_Exercise objective_
Collect each line of the entries that holds the string "EnvFilter".

[Dataset entries]
//! Reflex Client Binary
//!
//! Forwards a local TCP port to a fixed destination through a Reflex server.
//!
//! Usage: reflex-client [OPTIONS]
//!
//! Options:
//!   -c, --config <FILE>  Path to configuration file
//!   -g, --generate       Print a configuration template
//!   -h, --help           Print help information

use std::env;
use std::sync::Arc;

use serde::{Deserialize, Serialize};
use tokio::net::TcpListener;

use reflex::config::OutboundConfig;
use reflex::protocol::Destination;
use reflex::proxy::OutboundHandler;

/// On-disk client configuration.
#[derive(Serialize, Deserialize)]
#[serde(rename_all = "camelCase")]
struct ClientConfigFile {
    /// Local listen address for the forwarder
    listen_addr: String,
    /// Local listen port
    listen_port: u16,
    /// Destination host reached through the tunnel
    target_host: String,
    /// Destination port
    target_port: u16,
    #[serde(flatten)]
    outbound: OutboundConfig,
}

#[tokio::main]
async fn main() -> anyhow::Result<()> {
    tracing_subscriber::fmt()
        .with_env_filter(
            tracing_subscriber::EnvFilter::try_from_default_env()
                .unwrap_or_else(|_| tracing_subscriber::EnvFilter::new("info")),
        )
        .with_target(false)
        .init();

    let args: Vec<String> = env::args().collect();

    if args.len() < 2 {
        print_usage();
        return Ok(());
    }

    match args[1].as_str() {
        "-h" | "--help" => {
            print_usage();
        }
        "-g" | "--generate" => {
            generate_config()?;
        }
        "-c" | "--config" => {
            if args.len() < 3 {
                eprintln!("Error: --config requires a file path");
                return Ok(());
            }
            run_client(&args[2]).await?;
        }
        _ => {
            eprintln!("Unknown option: {}", args[1]);
            print_usage();
        }
    }

    Ok(())
}

fn print_usage() {
    println!(
        r#"Reflex Client - probe-resistant proxy tunnel

USAGE:
    reflex-client [OPTIONS]

OPTIONS:
    -c, --config <FILE>  Path to configuration file (JSON)
    -g, --generate       Print a configuration template
    -h, --help           Print help information

EXAMPLES:
    Forward localhost:1080 to example.com:443 via the tunnel:
        reflex-client --config client.json
"#
    );
}

fn generate_config() -> anyhow::Result<()> {
    let config = ClientConfigFile {
        listen_addr: "127.0.0.1".into(),
        listen_port: 1080,
        target_host: "example.com".into(),
        target_port: 443,
        outbound: OutboundConfig {
            address: "YOUR_SERVER_IP".into(),
            port: 8443,
            id: uuid::Uuid::new_v4().to_string(),
            policy: "youtube".into(),
            ech: None,
        },
    };

    println!("{}", serde_json::to_string_pretty(&config)?);
    Ok(())
}

async fn run_client(config_path: &str) -> anyhow::Result<()> {
    let content = std::fs::read_to_string(config_path)?;
    let config: ClientConfigFile = serde_json::from_str(&content)?;

    let handler = Arc::new(OutboundHandler::new(&config.outbound)?);
    let destination = Destination::from_host(&config.target_host, config.target_port);

    let addr = format!("{}:{}", config.listen_addr, config.listen_port);
    let listener = TcpListener::bind(&addr).await?;

    tracing::info!(
        "forwarding {addr} to {destination} via {}:{}",
        config.outbound.address,
        config.outbound.port
    );

    loop {
        match listener.accept().await {
            Ok((stream, peer)) => {
                stream.set_nodelay(true).ok();
                let handler = Arc::clone(&handler);
                let destination = destination.clone();
                tokio::spawn(async move {
                    if let Err(e) = handler.process(stream, destination).await {
                        tracing::debug!("tunnel for {peer} ended: {e}");
                    }
                });
            }
            Err(e) => {
                tracing::warn!("accept error: {e}");
            }
        }
    }
}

_Task solution_
            tracing_subscriber::EnvFilter::try_from_default_env()
                .unwrap_or_else(|_| tracing_subscriber::EnvFilter::new("info")),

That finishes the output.